• **INPUT RECORDS**:
== Segment start ==
//! Tool domain entities

use serde::{Deserialize, Serialize};
use std::collections::HashMap;

/// Canonical, provider-independent description of a tool.
///
/// This is the single wire contract every provider translator starts from:
///
/// ```json
/// { "name": "...", "description": "...",
///   "input_schema": { "type": "object", "properties": {...}, "required": [...] } }
/// ```
///
/// Identity is `name`; uniqueness is enforced at registration time by the
/// capability registry, not here.
#[derive(Debug, Clone, Serialize, Deserialize)]
pub struct ToolDefinition {
    /// Unique name of the tool (e.g., "read_file")
    pub name: String,
    /// Human-readable description shown to the model
    pub description: String,
    /// JSON Schema for the tool's arguments
    #[serde(default = "empty_object_schema")]
    pub input_schema: serde_json::Value,
}

impl ToolDefinition {
    /// Create a tool definition with an empty object schema.
    pub fn new(name: impl Into<String>, description: impl Into<String>) -> Self {
        Self {
            name: name.into(),
            description: description.into(),
            input_schema: empty_object_schema(),
        }
    }

    /// Replace the input schema (builder pattern).
    pub fn with_schema(mut self, input_schema: serde_json::Value) -> Self {
        self.input_schema = input_schema;
        self
    }

    /// Property names listed as required by the schema.
    pub fn required_parameters(&self) -> Vec<&str> {
        self.input_schema
            .get("required")
            .and_then(|r| r.as_array())
            .map(|arr| arr.iter().filter_map(|v| v.as_str()).collect())
            .unwrap_or_default()
    }
}

/// An empty `{"type": "object"}` schema for parameterless tools.
pub fn empty_object_schema() -> serde_json::Value {
    serde_json::json!({
        "type": "object",
        "properties": {},
        "required": [],
    })
}

/// A normalized tool invocation extracted from a model response.
///
/// Provider translators produce these regardless of the backend wire shape;
/// the task loop and conversation bookkeeping only ever see this form.
#[derive(Debug, Clone, Serialize, Deserialize)]
pub struct ToolCall {
    /// Call identifier, either provider-assigned or synthesized by the
    /// translator. Tool-role messages reference it.
    pub id: String,
    /// Name of the tool to call
    pub tool_name: String,
    /// Structured arguments for the call
    pub arguments: HashMap<String, serde_json::Value>,
}

impl ToolCall {
    pub fn new(id: impl Into<String>, tool_name: impl Into<String>) -> Self {
        Self {
            id: id.into(),
            tool_name: tool_name.into(),
            arguments: HashMap::new(),
        }
    }

    pub fn with_arg(mut self, key: impl Into<String>, value: impl Into<serde_json::Value>) -> Self {
        self.arguments.insert(key.into(), value.into());
        self
    }

    /// Get a string argument
    pub fn get_string(&self, key: &str) -> Option<&str> {
        self.arguments.get(key).and_then(|v| v.as_str())
    }

    /// Get a required string argument or return an error message
    pub fn require_string(&self, key: &str) -> Result<&str, String> {
        self.get_string(key)
            .ok_or_else(|| format!("Missing required argument: {}", key))
    }

    /// Get an optional i64 argument
    pub fn get_i64(&self, key: &str) -> Option<i64> {
        self.arguments.get(key).and_then(|v| v.as_i64())
    }

    /// Get an optional bool argument
    pub fn get_bool(&self, key: &str) -> Option<bool> {
        self.arguments.get(key).and_then(|v| v.as_bool())
    }

    /// The `agent_id` argument the model claims to act as, if present.
    ///
    /// Compared against the trusted [`ExecutionContext`] before dispatch;
    /// a mismatch is an identity-spoofing attempt, not a permission failure.
    ///
    /// [`ExecutionContext`]: crate::context::ExecutionContext
    pub fn claimed_agent_id(&self) -> Option<&str> {
        self.get_string("agent_id")
    }
}

#[cfg(test)]
mod tests {
    use super::*;
    use serde_json::json;

    #[test]
    fn test_tool_definition_defaults_to_empty_schema() {
        let tool = ToolDefinition::new("read_file", "Read a file");
        assert_eq!(tool.name, "read_file");
        assert_eq!(tool.input_schema["type"], "object");
        assert!(tool.required_parameters().is_empty());
    }

    #[test]
    fn test_required_parameters() {
        let tool = ToolDefinition::new("write_file", "Write a file").with_schema(json!({
            "type": "object",
            "properties": {
                "filename": {"type": "string"},
                "content": {"type": "string"},
            },
            "required": ["filename", "content"],
        }));

        assert_eq!(tool.required_parameters(), vec!["filename", "content"]);
    }

    #[test]
    fn test_tool_call_arguments() {
        let call = ToolCall::new("call_1", "read_file")
            .with_arg("filename", "notes.txt")
            .with_arg("limit", 10)
            .with_arg("raw", true);

        assert_eq!(call.get_string("filename"), Some("notes.txt"));
        assert_eq!(call.get_i64("limit"), Some(10));
        assert_eq!(call.get_bool("raw"), Some(true));
        assert!(call.require_string("missing").is_err());
    }

    #[test]
    fn test_claimed_agent_id() {
        let call = ToolCall::new("call_1", "list_folders").with_arg("agent_id", "agent-7");
        assert_eq!(call.claimed_agent_id(), Some("agent-7"));

        let call = ToolCall::new("call_2", "list_folders");
        assert_eq!(call.claimed_agent_id(), None);
    }
}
== Segment end ==
• **EXERCISE DIRECTIONS**: Copy out each line from the listing that contains the string "filename".

• **EXERCISE SOLUTION**:
                "filename": {"type": "string"},
            "required": ["filename", "content"],
        assert_eq!(tool.required_parameters(), vec!["filename", "content"]);
            .with_arg("filename", "notes.txt")
        assert_eq!(call.get_string("filename"), Some("notes.txt"));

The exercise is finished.